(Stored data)
■ ■ ■ ■

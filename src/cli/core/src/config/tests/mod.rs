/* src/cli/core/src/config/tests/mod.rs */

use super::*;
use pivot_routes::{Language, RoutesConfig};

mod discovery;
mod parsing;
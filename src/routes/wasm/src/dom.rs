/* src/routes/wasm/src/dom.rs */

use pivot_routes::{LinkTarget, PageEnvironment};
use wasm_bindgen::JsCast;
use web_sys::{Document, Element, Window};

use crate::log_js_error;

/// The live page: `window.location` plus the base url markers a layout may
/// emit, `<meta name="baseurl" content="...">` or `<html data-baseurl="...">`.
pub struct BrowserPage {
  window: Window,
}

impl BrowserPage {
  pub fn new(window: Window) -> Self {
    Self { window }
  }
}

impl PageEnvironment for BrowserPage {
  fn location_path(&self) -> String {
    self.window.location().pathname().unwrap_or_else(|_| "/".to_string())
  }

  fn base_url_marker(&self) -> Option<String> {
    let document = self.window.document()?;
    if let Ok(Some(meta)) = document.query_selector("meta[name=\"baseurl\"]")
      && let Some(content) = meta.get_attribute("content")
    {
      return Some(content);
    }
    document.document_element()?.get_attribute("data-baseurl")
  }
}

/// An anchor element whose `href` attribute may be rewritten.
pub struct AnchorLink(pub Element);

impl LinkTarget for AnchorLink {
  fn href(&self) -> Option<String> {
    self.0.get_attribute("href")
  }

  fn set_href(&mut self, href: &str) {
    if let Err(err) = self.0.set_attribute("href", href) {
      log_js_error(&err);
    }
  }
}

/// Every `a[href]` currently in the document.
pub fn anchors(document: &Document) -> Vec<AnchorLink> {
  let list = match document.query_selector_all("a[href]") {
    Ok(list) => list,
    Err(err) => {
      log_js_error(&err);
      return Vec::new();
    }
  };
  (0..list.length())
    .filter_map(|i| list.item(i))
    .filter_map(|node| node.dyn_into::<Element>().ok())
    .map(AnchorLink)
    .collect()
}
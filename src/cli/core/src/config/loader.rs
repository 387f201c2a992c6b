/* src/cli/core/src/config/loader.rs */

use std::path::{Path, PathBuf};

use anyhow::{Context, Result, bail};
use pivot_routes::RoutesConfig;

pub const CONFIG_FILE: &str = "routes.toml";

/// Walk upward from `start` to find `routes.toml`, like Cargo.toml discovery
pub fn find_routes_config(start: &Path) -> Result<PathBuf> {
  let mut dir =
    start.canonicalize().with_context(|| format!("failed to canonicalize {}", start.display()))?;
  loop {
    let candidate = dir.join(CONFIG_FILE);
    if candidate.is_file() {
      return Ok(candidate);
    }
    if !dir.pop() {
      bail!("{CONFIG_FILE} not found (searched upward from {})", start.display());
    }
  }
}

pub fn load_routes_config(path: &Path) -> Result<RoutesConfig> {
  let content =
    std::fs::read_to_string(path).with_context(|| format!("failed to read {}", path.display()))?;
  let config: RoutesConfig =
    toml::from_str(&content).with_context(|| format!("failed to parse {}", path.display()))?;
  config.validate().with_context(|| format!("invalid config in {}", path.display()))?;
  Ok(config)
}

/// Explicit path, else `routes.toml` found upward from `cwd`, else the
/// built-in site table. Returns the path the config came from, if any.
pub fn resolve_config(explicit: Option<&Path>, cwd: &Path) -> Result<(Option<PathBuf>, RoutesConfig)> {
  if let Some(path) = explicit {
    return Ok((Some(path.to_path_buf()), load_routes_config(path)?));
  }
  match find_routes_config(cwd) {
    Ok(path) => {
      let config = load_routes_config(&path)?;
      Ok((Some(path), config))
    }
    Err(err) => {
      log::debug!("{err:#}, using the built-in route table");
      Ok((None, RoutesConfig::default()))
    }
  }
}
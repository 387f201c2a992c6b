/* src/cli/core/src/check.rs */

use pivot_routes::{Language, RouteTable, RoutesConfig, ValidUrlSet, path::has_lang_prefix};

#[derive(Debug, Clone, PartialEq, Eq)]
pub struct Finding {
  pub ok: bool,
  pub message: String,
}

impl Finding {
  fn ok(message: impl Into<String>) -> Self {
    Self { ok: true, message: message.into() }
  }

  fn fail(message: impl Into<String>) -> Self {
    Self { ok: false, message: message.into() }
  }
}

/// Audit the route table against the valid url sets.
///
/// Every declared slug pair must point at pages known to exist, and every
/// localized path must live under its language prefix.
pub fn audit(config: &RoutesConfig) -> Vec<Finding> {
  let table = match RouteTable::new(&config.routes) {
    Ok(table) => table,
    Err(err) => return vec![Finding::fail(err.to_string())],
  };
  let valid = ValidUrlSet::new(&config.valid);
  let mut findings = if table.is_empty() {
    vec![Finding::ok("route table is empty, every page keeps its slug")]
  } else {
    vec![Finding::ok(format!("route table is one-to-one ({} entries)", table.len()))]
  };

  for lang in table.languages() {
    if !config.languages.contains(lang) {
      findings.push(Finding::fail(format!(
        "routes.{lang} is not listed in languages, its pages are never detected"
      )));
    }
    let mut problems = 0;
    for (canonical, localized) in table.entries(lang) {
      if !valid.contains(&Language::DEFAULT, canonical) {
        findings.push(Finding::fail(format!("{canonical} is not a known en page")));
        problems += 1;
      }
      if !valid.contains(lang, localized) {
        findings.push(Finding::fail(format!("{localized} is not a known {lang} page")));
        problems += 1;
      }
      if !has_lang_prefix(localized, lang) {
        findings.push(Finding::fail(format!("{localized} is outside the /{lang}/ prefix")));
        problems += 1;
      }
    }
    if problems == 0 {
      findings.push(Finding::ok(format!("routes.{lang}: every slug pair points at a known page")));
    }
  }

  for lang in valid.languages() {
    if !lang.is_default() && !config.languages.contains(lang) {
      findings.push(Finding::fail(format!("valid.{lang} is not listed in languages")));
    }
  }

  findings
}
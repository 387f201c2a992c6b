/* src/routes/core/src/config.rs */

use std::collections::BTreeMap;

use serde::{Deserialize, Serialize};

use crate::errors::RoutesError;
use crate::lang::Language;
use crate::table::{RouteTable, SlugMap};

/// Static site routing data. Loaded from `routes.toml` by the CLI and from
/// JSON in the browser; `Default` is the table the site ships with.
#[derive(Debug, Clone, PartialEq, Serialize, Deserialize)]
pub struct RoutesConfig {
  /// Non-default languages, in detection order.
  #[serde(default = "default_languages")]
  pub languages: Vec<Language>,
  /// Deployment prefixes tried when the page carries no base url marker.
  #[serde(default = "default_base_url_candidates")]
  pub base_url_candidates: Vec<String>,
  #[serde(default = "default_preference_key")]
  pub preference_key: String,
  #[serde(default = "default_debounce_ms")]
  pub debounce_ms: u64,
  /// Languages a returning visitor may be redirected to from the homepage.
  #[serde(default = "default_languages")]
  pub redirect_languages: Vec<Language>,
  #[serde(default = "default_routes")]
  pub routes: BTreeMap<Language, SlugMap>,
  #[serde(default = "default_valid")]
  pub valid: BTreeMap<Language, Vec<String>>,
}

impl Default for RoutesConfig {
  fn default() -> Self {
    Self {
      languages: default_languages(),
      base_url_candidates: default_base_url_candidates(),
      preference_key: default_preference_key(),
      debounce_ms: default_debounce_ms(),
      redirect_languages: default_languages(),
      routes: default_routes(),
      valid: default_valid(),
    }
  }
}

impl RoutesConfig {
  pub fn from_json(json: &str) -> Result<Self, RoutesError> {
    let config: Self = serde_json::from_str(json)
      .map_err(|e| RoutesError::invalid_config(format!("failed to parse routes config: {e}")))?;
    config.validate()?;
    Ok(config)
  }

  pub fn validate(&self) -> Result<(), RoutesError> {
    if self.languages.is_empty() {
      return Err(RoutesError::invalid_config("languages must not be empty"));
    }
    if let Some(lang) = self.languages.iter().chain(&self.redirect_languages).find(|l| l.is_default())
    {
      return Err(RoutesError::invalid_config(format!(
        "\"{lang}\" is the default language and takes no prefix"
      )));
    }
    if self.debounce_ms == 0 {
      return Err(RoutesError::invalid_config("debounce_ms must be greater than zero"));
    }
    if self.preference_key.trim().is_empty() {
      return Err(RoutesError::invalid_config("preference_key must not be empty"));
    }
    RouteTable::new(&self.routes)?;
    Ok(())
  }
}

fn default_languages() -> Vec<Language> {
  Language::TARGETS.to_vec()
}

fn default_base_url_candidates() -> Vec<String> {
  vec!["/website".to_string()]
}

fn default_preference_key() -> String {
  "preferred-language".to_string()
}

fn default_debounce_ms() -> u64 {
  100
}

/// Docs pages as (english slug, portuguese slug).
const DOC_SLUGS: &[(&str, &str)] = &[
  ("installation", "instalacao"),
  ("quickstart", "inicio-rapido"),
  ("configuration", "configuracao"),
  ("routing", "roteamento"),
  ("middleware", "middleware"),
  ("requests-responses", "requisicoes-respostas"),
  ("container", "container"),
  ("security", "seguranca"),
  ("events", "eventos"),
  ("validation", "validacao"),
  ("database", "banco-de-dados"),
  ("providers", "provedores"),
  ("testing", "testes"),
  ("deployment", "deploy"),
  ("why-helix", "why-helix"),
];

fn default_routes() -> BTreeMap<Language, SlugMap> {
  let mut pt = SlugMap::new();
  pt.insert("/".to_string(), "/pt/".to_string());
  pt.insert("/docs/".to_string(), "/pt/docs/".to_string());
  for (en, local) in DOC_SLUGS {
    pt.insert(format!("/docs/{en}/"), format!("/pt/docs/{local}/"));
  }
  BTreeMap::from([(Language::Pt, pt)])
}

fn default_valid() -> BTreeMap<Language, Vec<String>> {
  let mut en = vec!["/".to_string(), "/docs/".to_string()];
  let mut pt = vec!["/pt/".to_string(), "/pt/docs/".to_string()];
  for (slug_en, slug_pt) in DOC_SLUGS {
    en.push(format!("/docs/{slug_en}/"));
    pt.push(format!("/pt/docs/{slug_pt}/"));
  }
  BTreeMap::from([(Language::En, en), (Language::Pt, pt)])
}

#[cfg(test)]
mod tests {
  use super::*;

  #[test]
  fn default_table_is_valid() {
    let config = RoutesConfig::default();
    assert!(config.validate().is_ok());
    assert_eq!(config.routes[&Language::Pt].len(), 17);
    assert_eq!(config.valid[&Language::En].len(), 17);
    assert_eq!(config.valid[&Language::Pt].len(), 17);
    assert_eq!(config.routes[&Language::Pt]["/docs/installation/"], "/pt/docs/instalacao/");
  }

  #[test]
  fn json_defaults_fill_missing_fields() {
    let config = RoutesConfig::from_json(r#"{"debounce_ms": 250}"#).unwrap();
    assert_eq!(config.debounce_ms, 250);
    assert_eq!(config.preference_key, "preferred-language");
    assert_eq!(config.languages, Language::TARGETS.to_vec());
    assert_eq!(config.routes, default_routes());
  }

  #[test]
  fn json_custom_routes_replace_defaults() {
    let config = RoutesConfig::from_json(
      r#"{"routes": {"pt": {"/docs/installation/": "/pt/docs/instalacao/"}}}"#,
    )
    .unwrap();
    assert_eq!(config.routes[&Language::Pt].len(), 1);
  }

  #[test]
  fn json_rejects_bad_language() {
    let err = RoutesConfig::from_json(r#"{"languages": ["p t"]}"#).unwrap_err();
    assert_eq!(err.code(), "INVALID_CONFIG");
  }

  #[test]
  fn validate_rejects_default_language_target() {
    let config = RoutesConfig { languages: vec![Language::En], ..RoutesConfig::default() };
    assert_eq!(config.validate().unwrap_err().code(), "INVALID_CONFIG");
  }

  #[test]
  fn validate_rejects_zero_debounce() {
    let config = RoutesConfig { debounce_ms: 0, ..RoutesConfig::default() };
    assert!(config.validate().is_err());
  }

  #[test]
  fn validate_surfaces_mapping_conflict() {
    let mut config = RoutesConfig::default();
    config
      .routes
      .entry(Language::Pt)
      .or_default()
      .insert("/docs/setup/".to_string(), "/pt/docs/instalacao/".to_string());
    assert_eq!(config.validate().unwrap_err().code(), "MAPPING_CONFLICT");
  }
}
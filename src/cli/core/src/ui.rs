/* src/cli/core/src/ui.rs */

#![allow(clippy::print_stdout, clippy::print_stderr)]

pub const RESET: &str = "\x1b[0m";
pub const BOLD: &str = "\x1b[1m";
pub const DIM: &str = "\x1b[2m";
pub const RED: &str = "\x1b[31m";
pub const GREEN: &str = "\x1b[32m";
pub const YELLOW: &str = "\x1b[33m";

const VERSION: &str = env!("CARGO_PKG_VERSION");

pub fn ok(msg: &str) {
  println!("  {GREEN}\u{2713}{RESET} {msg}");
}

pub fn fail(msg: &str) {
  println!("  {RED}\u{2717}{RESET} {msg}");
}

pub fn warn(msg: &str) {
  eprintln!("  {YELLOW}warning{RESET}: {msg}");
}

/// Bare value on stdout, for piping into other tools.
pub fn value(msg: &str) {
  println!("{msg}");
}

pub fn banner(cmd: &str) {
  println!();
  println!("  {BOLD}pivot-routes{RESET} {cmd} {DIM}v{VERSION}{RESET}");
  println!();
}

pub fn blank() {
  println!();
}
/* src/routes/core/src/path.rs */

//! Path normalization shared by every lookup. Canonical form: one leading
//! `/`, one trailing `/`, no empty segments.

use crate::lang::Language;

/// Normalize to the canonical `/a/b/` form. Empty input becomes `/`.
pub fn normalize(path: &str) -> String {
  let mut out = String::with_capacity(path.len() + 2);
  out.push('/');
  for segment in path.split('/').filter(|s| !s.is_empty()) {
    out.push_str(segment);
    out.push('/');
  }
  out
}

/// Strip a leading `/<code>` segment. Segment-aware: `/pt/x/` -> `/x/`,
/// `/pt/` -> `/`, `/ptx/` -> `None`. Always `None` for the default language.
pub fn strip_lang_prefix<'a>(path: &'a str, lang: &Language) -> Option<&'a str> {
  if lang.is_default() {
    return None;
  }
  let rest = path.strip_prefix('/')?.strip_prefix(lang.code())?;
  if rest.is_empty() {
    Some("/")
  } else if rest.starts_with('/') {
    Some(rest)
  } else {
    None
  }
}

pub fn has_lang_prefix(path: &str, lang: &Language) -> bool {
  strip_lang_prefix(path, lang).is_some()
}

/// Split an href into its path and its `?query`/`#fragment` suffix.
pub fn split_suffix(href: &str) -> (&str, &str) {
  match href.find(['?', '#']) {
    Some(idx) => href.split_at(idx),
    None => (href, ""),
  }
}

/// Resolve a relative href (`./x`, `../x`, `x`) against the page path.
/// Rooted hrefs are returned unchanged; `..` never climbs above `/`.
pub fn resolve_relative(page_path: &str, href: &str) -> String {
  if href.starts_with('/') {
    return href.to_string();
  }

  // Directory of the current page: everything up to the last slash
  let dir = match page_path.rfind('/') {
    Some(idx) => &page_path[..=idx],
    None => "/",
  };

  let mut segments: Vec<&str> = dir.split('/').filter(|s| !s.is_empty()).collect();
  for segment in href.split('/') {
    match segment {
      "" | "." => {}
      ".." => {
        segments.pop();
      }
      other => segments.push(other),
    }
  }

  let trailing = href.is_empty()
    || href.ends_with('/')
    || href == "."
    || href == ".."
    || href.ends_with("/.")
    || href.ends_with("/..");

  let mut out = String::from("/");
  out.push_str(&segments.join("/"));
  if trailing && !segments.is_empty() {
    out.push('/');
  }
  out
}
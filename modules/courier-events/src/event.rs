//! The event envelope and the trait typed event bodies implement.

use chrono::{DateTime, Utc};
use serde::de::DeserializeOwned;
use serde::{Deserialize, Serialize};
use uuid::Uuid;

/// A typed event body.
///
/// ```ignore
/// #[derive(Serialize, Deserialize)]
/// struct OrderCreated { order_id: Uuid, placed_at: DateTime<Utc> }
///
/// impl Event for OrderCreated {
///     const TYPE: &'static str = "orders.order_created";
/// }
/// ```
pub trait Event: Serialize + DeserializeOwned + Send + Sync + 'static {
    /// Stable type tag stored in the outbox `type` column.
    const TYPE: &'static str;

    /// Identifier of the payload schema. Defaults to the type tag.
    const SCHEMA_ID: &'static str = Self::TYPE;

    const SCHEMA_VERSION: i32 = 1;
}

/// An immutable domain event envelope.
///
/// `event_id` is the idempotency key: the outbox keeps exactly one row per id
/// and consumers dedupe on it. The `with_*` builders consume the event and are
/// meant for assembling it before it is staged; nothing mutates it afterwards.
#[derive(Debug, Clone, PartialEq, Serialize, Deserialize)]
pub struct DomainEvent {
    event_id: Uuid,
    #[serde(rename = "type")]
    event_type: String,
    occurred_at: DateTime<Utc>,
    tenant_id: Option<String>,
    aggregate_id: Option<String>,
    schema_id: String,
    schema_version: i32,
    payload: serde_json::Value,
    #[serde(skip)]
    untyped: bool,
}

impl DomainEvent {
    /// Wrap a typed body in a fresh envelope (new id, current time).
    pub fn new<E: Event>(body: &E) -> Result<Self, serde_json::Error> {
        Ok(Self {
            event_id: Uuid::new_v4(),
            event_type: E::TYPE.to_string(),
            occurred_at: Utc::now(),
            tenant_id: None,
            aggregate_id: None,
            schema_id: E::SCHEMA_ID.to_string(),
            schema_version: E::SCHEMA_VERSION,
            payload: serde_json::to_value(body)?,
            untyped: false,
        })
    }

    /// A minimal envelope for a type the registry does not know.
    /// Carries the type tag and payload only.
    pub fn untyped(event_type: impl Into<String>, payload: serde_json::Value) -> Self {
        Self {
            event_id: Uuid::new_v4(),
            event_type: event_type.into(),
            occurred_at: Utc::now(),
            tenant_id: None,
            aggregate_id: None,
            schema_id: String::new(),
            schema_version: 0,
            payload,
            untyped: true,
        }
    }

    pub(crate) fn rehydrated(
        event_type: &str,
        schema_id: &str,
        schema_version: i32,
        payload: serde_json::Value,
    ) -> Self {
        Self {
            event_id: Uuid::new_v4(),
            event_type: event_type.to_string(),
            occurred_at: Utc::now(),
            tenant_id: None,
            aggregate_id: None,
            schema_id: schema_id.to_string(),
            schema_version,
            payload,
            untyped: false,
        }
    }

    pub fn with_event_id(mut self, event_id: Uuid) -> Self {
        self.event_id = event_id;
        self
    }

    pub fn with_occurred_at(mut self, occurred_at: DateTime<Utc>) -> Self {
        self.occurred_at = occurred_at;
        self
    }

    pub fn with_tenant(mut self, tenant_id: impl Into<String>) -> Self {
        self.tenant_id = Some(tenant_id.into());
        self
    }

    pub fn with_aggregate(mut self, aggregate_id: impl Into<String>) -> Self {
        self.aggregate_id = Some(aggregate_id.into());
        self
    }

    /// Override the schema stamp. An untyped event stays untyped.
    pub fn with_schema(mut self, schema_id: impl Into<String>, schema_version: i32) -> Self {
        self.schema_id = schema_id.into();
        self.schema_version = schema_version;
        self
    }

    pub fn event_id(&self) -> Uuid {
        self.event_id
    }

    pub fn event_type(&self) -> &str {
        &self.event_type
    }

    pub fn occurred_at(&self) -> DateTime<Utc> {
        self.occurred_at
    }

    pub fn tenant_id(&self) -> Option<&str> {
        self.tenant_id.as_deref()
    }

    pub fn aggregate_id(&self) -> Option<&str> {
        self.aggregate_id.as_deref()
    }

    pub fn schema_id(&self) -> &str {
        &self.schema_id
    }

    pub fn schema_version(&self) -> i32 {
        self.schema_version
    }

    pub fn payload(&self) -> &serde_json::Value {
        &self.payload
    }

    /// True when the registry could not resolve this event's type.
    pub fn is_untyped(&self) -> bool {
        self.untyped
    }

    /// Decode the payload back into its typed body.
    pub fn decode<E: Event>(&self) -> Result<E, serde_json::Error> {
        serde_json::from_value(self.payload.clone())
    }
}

■ ■ ■ ■

## [Your objective]
Given the records above, return exactly the lines starting at the line containing "pub fn tenant_id(&self)" and ending at the line containing "pub fn schema_version(&self)", including both.

## [Task solution]
    pub fn tenant_id(&self) -> Option<&str> {
        self.tenant_id.as_deref()
    }

    pub fn aggregate_id(&self) -> Option<&str> {
        self.aggregate_id.as_deref()
    }

    pub fn schema_id(&self) -> &str {
        &self.schema_id
    }

    pub fn schema_version(&self) -> i32 {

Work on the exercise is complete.